Karan Patel (born 23 November 1983) is an Indian actor and host on Hindi television. Patel performed the main lead Raman Bhalla in the soap opera Yeh Hai Mohabbatein and played the role of Rishabh Bajaj in Kasautii Zindagii Kay 2.   He also participated in the reality shows Nach Baliye 3, Jhalak Dikhhla Jaa 6 and Fear Factor: Khatron Ke Khiladi 10.

Early life 
Patel is a Gujarati who was born in Kolkata on 23 November 1983. His father's name is Rashesh Patel.
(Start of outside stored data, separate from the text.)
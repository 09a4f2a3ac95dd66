//! Post tools: list, read, publish, edit, delete and schedule page posts

use super::{tool, Category, Tool, ToolAnnotations};
use schemars::JsonSchema;
use serde::Deserialize;

#[derive(JsonSchema, Deserialize, Clone, Debug)]
pub struct ListPostsArgs {
    /// Page ID (defaults to the configured FACEBOOK_PAGE_ID)
    pub page_id: Option<String>,
    /// Number of posts to return (default 25, max 100)
    pub limit: Option<u32>,
    /// Comma-separated fields to return
    pub fields: Option<String>,
}

#[derive(JsonSchema, Deserialize, Clone, Debug)]
pub struct GetPostArgs {
    /// Post ID (format: {page_id}_{post_id})
    pub post_id: String,
    /// Comma-separated fields to return
    pub fields: Option<String>,
}

#[derive(JsonSchema, Deserialize, Clone, Debug)]
pub struct CreatePostArgs {
    /// Page ID (defaults to the configured FACEBOOK_PAGE_ID)
    pub page_id: Option<String>,
    /// Post text
    pub message: Option<String>,
    /// URL to attach to the post
    pub link: Option<String>,
    /// Publish immediately (default true). Set false to create an unpublished post.
    pub published: Option<bool>,
}

#[derive(JsonSchema, Deserialize, Clone, Debug)]
pub struct UpdatePostArgs {
    /// Post ID
    pub post_id: String,
    /// New post text
    pub message: String,
}

#[derive(JsonSchema, Deserialize, Clone, Debug)]
pub struct DeletePostArgs {
    /// Post ID
    pub post_id: String,
}

#[derive(JsonSchema, Deserialize, Clone, Debug)]
pub struct SchedulePostArgs {
    /// Page ID (defaults to the configured FACEBOOK_PAGE_ID)
    pub page_id: Option<String>,
    /// Post text
    pub message: String,
    /// Unix timestamp to publish at (10 minutes to 75 days from now)
    pub scheduled_time: i64,
    /// URL to attach to the post
    pub link: Option<String>,
}

pub fn tools() -> Vec<Tool> {
    vec![
        tool(
            "fb_list_posts",
            Category::Posts,
            "List recent posts on a Facebook Page",
            ToolAnnotations::read_only("List Posts"),
            |client, args: ListPostsArgs| async move {
                client
                    .list_posts(args.page_id.as_deref(), args.limit, args.fields.as_deref())
                    .await
            },
        ),
        tool(
            "fb_get_post",
            Category::Posts,
            "Get a single post by ID",
            ToolAnnotations::read_only("Get Post"),
            |client, args: GetPostArgs| async move {
                client.get_post(&args.post_id, args.fields.as_deref()).await
            },
        ),
        tool(
            "fb_create_post",
            Category::Posts,
            "Publish a new post on a Facebook Page. Provide a message, a link, or both.",
            ToolAnnotations::write("Create Post"),
            |client, args: CreatePostArgs| async move {
                client
                    .create_post(
                        args.page_id.as_deref(),
                        args.message.as_deref(),
                        args.link.as_deref(),
                        args.published,
                    )
                    .await
            },
        ),
        tool(
            "fb_update_post",
            Category::Posts,
            "Edit the text of an existing post",
            ToolAnnotations::idempotent_write("Update Post"),
            |client, args: UpdatePostArgs| async move {
                client.update_post(&args.post_id, &args.message).await
            },
        ),
        tool(
            "fb_delete_post",
            Category::Posts,
            "Permanently delete a post",
            ToolAnnotations::destructive("Delete Post"),
            |client, args: DeletePostArgs| async move { client.delete_post(&args.post_id).await },
        ),
        tool(
            "fb_schedule_post",
            Category::Posts,
            "Schedule a post to be published at a future time (Unix timestamp)",
            ToolAnnotations::write("Schedule Post"),
            |client, args: SchedulePostArgs| async move {
                client
                    .schedule_post(
                        args.page_id.as_deref(),
                        &args.message,
                        args.scheduled_time,
                        args.link.as_deref(),
                    )
                    .await
            },
        ),
    ]
}

#[cfg(test)]
mod tests {
    use super::*;
    use crate::error::AppError;
    use crate::facebook::mock::MockTransport;
    use crate::facebook::transport::Method;
    use crate::facebook::{Credential, FacebookClient};
    use serde_json::json;
    use std::sync::Arc;

    fn client(mock: &Arc<MockTransport>) -> FacebookClient {
        FacebookClient::new(Credential::new("tok", None), mock.clone()).unwrap()
    }

    fn find(name: &str) -> Tool {
        tools().into_iter().find(|t| t.name() == name).unwrap()
    }

    #[tokio::test]
    async fn test_update_post_requires_message() {
        let mock = Arc::new(MockTransport::new());
        let result = find("fb_update_post")
            .invoke(client(&mock), json!({ "post_id": "1_2" }))
            .await;

        match result {
            Err(AppError::Validation { tool, message }) => {
                assert_eq!(tool, "fb_update_post");
                assert!(message.contains("message"), "got: {}", message);
            }
            other => panic!("unexpected result: {:?}", other),
        }
        assert!(mock.requests().is_empty());
    }

    #[tokio::test]
    async fn test_schedule_post_rejects_string_timestamp() {
        let mock = Arc::new(MockTransport::new());
        let result = find("fb_schedule_post")
            .invoke(
                client(&mock),
                json!({ "page_id": "1", "message": "m", "scheduled_time": "tomorrow" }),
            )
            .await;
        assert!(matches!(result, Err(AppError::Validation { .. })));
    }

    #[tokio::test]
    async fn test_delete_post_request() {
        let mock = Arc::new(MockTransport::with_default(json!({ "success": true })));
        let value = find("fb_delete_post")
            .invoke(client(&mock), json!({ "post_id": "1_2" }))
            .await
            .unwrap();

        assert_eq!(value, json!({ "success": true }));
        let req = mock.last_request().unwrap();
        assert_eq!(req.method, Method::Delete);
        assert_eq!(req.path, "1_2");
    }

    #[tokio::test]
    async fn test_create_post_without_page_names_tool() {
        let mock = Arc::new(MockTransport::new());
        let err = find("fb_create_post")
            .invoke(client(&mock), json!({ "message": "hi" }))
            .await
            .unwrap_err();
        assert!(err.to_string().contains("fb_create_post"));
        assert!(err.to_string().contains("page_id"));
    }
}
He has also attended Shiamak Davar's dance classes.

Career 
Patel starred in the Star Plus series Kasturi, where he played Robbie Sabarwal, his first lead role. Previously, he played a number of roles in Balaji Telefilms. His first role was in Kahaani Ghar Ghar Kii where he played Vigyat. He has also worked in Kasautii Zindagii Kay and Kasamh Se.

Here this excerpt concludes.